Однако нельзя не отметить, что понимание существа исторического развития у Канта несравненно глубже и основательнее конъюнктурных идеологических конструкций современных политиков. Кант заранее указывает на ограничения и скрытые противоречия, имманентно присущие описываемым им стихийным процессам осуществления целей природы в человеческой истории. В качестве неизбежных следствий процессов интеграции и универсализации мировой политики он обращает внимание на известное «ослабление» сил человечества, а также на сохраняющуюся при этом практику отвлечения сил государства от задач нравственного совершенствования общества и его граждан, что создает угрозу морального краха современной цивилизации на фоне ее небывалых и ошеломляющих успехов в «материальной» сфере 23 . Для каждого человека, в том числе и облеченного политической властью и наделенного правом навязывать свою волю другим людям, указывает Кант, его собственной животной природой предопределена неизбежность «злоупотребления своей свободой в отношении своих близких». Более того, «…как разумное существо, он желает иметь закон, который определил бы границы свободы для всех, но его корыстолюбивая животная склонность побуждает его, где это ему нужно, делать для самого себя исключение» [там же, с. 428]. Такая природно обусловленная коллизия создает для политики и понимания исторического процесса немалые трудности, поскольку требует некоей верховной воли, способной сломить и подчинить волю отдельного человека «общепризнанной воле». Однако в эпоху Просвещения, а тем более в наше время весьма затруднительно указать на субъекта такой верховной воли (будь то единовластный правитель или «сообщество многих избранных для этой цели лиц»), не имеющего изъянов, свойственных человеческой природе.

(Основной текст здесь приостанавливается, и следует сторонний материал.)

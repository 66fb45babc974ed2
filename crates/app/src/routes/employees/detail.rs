use dioxus::prelude::*;
use shared_types::{AppError, EmployeeProfile, FeatureFlags, SkillVote};
use shared_ui::components::{
    AlertDialogAction, AlertDialogActions, AlertDialogCancel, AlertDialogContent,
    AlertDialogDescription, AlertDialogRoot, AlertDialogTitle, Badge, BadgeVariant, Button,
    ButtonVariant, Card, CardContent, CardHeader, CardTitle, DataTable, DataTableBody,
    DataTableCell, DataTableColumn, DataTableHeader, DataTableRow, DetailGrid, DetailItem,
    DetailList, PageActions, PageHeader, PageTitle, Skeleton, TabContent, TabList, TabTrigger,
    Tabs,
};
use shared_ui::{use_toast, ToastOptions};

use super::form_sheet::{EmployeeFormSheet, FormMode};
use crate::auth::{can, use_role, Action};
use crate::components::FeedbackDialog;
use crate::format_helpers::{format_date_human, format_score};
use crate::routes::Route;
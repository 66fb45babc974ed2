use dioxus::prelude::*;
use shared_types::{FeatureFlags, FeedbackLeader};
use shared_ui::components::{
    Button, ButtonVariant, Card, CardContent, CardHeader, CardTitle, DataTable, DataTableBody,
    DataTableCell, DataTableColumn, DataTableHeader, DataTableRow, Input, PageActions, PageHeader,
    PageTitle, SearchBar, Skeleton,
};

use crate::auth::{can, use_role, Action};
use crate::format_helpers::format_avg;
use crate::routes::AccessDenied;

fn opt_param(s: &str) -> Option<String> {
    let trimmed = s.trim();
    if trimmed.is_empty() {
        None
    } else {
        Some(trimmed.to_string())
    }
}

#[component]
pub fn AnalyticsPage() -> Element {
    let role = use_role();
    let allowed = can(&role, Action::ViewAnalytics);
    let flags: FeatureFlags = use_context();

    let mut start_input = use_signal(String::new);
    let mut end_input = use_signal(String::new);
    let mut start_date = use_signal(|| Option::<String>::None);
    let mut end_date = use_signal(|| Option::<String>::None);

    let overview = use_resource(move || {
        let start = start_date.read().clone();
        let end = end_date.read().clone();
        async move {
            if !allowed {
                return None;
            }
            server::api::analytics_overview(start, end).await.ok()
        }
    });

    let trainings = use_resource(move || {
        let start = start_date.read().clone();
        let end = end_date.read().clone();
        async move {
            if !allowed {
                return None;
            }
            server::api::analytics_trainings(start, end).await.ok()
        }
    });

    let feedback = use_resource(move || {
        let start = start_date.read().clone();
        let end = end_date.read().clone();
        async move {
            if !allowed {
                return None;
            }
            server::api::analytics_feedback(start, end).await.ok()
        }
    });

    if !allowed {
        return rsx! {
            AccessDenied { message: "Analytics are limited to HR Admins and Managers." }
        };
    }

    let handle_apply = move |_| {
        start_date.set(opt_param(&start_input.read()));
        end_date.set(opt_param(&end_input.read()));
    };

    rsx! {
        div { class: "container",
            PageHeader {
                PageTitle { "Analytics & Reports" }
                PageActions {
                    if flags.export {
                        a { href: "/api/analytics/export?format=csv",
                            Button { variant: ButtonVariant::Primary, "Export CSV" }
                        }
                        a { href: "/api/analytics/export?format=excel",
                            Button { variant: ButtonVariant::Secondary, "Export Excel" }
                        }
                    }
                }
            }

            SearchBar {
                Input {
                    label: "From",
                    input_type: "date",
                    value: start_input.read().clone(),
                    on_input: move |e: FormEvent| start_input.set(e.value()),
                }
                Input {
                    label: "To",
                    input_type: "date",
                    value: end_input.read().clone(),
                    on_input: move |e: FormEvent| end_input.set(e.value()),
                }
                Button { onclick: handle_apply, "Apply" }
            }

            match &*overview.read() {
                Some(Some(overview)) => rsx! {
                    div { class: "stat-grid",
                        StatCard { label: "Employees", value: overview.employee_count.to_string() }
                        StatCard { label: "Trainings", value: overview.training_count.to_string() }
                        StatCard { label: "Active Trainings", value: overview.active_trainings.to_string() }
                        StatCard { label: "Upcoming Trainings", value: overview.upcoming_trainings.to_string() }
                        StatCard { label: "Feedback Entries", value: overview.feedback_count.to_string() }
                        StatCard { label: "Avg Feedback", value: format_avg(overview.avg_feedback) }
                    }

                    Card {
                        CardHeader { CardTitle { "Employee Feedback by Month" } }
                        CardContent {
                            if overview.monthly_feedback.is_empty() {
                                p { class: "empty-state-text", "No feedback in the selected period." }
                            } else {
                                div { class: "monthly-strip",
                                    for point in overview.monthly_feedback.iter() {
                                        div { class: "monthly-tile",
                                            span { class: "monthly-tile-month", "{point.month}" }
                                            span { class: "monthly-tile-value", {format_avg(point.avg_feedback)} }
                                            span { class: "monthly-tile-n", "{point.n} pts" }
                                        }
                                    }
                                }
                            }
                        }
                    }
                },
                Some(None) => rsx! {
                    Card {
                        CardContent {
                            p { class: "form-error", "Failed to load analytics. Please try again." }
                        }
                    }
                },
                None => rsx! {
                    div { class: "loading",
                        Skeleton {}
                        Skeleton {}
                    }
                },
            }

            div { class: "analytics-columns",
                Card {
                    CardHeader { CardTitle { "Trainings by Participants" } }
                    CardContent {
                        match &*trainings.read() {
                            Some(Some(analytics)) if !analytics.trainings.is_empty() => rsx! {
                                DataTable {
                                    DataTableHeader {
                                        DataTableColumn { "Title" }
                                        DataTableColumn { "Category" }
                                        DataTableColumn { "Participants" }
                                    }
                                    DataTableBody {
                                        for row in analytics.trainings.iter() {
                                            DataTableRow {
                                                DataTableCell { "{row.title}" }
                                                DataTableCell { "{row.category}" }
                                                DataTableCell { "{row.participants}" }
                                            }
                                        }
                                    }
                                }
                            },
                            Some(_) => rsx! {
                                p { class: "empty-state-text", "No trainings recorded." }
                            },
                            None => rsx! { Skeleton {} },
                        }
                    }
                }

                Card {
                    CardHeader { CardTitle { "Feedback: Top / Bottom" } }
                    CardContent {
                        match &*feedback.read() {
                            Some(Some(analytics)) => rsx! {
                                div { class: "leader-columns",
                                    LeaderTable {
                                        heading: "Top Positive (avg)",
                                        leaders: analytics.top_positive.clone(),
                                    }
                                    LeaderTable {
                                        heading: "Top Negative (avg)",
                                        leaders: analytics.top_negative.clone(),
                                    }
                                }
                            },
                            Some(None) => rsx! {
                                p { class: "empty-state-text", "No feedback recorded." }
                            },
                            None => rsx! { Skeleton {} },
                        }
                    }
                }
            }
        }
    }
}

#[component]
fn StatCard(label: &'static str, value: String) -> Element {
    rsx! {
        div { class: "stat-card",
            span { class: "stat-label", "{label}" }
            span { class: "stat-value", "{value}" }
        }
    }
}

#[component]
fn LeaderTable(heading: &'static str, leaders: Vec<FeedbackLeader>) -> Element {
    rsx! {
        div { class: "leader-table",
            h4 { "{heading}" }
            if leaders.is_empty() {
                p { class: "empty-state-text", "No data." }
            } else {
                DataTable {
                    DataTableHeader {
                        DataTableColumn { "Employee" }
                        DataTableColumn { "Avg" }
                        DataTableColumn { "N" }
                    }
                    DataTableBody {
                        for leader in leaders.iter() {
                            DataTableRow {
                                DataTableCell { "{leader.first_name} {leader.last_name}" }
                                DataTableCell { {format_avg(leader.avg_feedback)} }
                                DataTableCell { "{leader.n_feedback}" }
                            }
                        }
                    }
                }
            }
        }
    }
}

Итоговый вывод Канта в этом смысле весьма неутешителен: «…из столь кривой тесины, как та, из которой сделан человек, нельзя сделать ничего прямого. Только приближение к этой идее вверила нам природа» [там же, с. 428–429].
23
По этому поводу Кант прозорливо замечает: «…все доброе, не привитое на морально добром образе мыслей, есть не более как видимость и позлащенная нищета» [Кант, 1995, с. 431–432].
В этом пункте Кант по существу останавливается в разработке логики самореализации человеческого рода как обретения им способности к разумной воле и подчинения ей присущих ему природных инстинктов. Возможности кантовского практического разума в вопросе предвидения грядущего исторического развития оказываются достаточно ограниченными. Провозглашая целью человеческого рода осуществление идеалов свободы и разума, т.е. обретение способности действовать в соответствии не с природной необходимостью, а в первую очередь с нравственным долгом, Кант оставляет без подробного рассмотрения вопрос о том, каким путем возможно осуществить эту историческую трансформацию.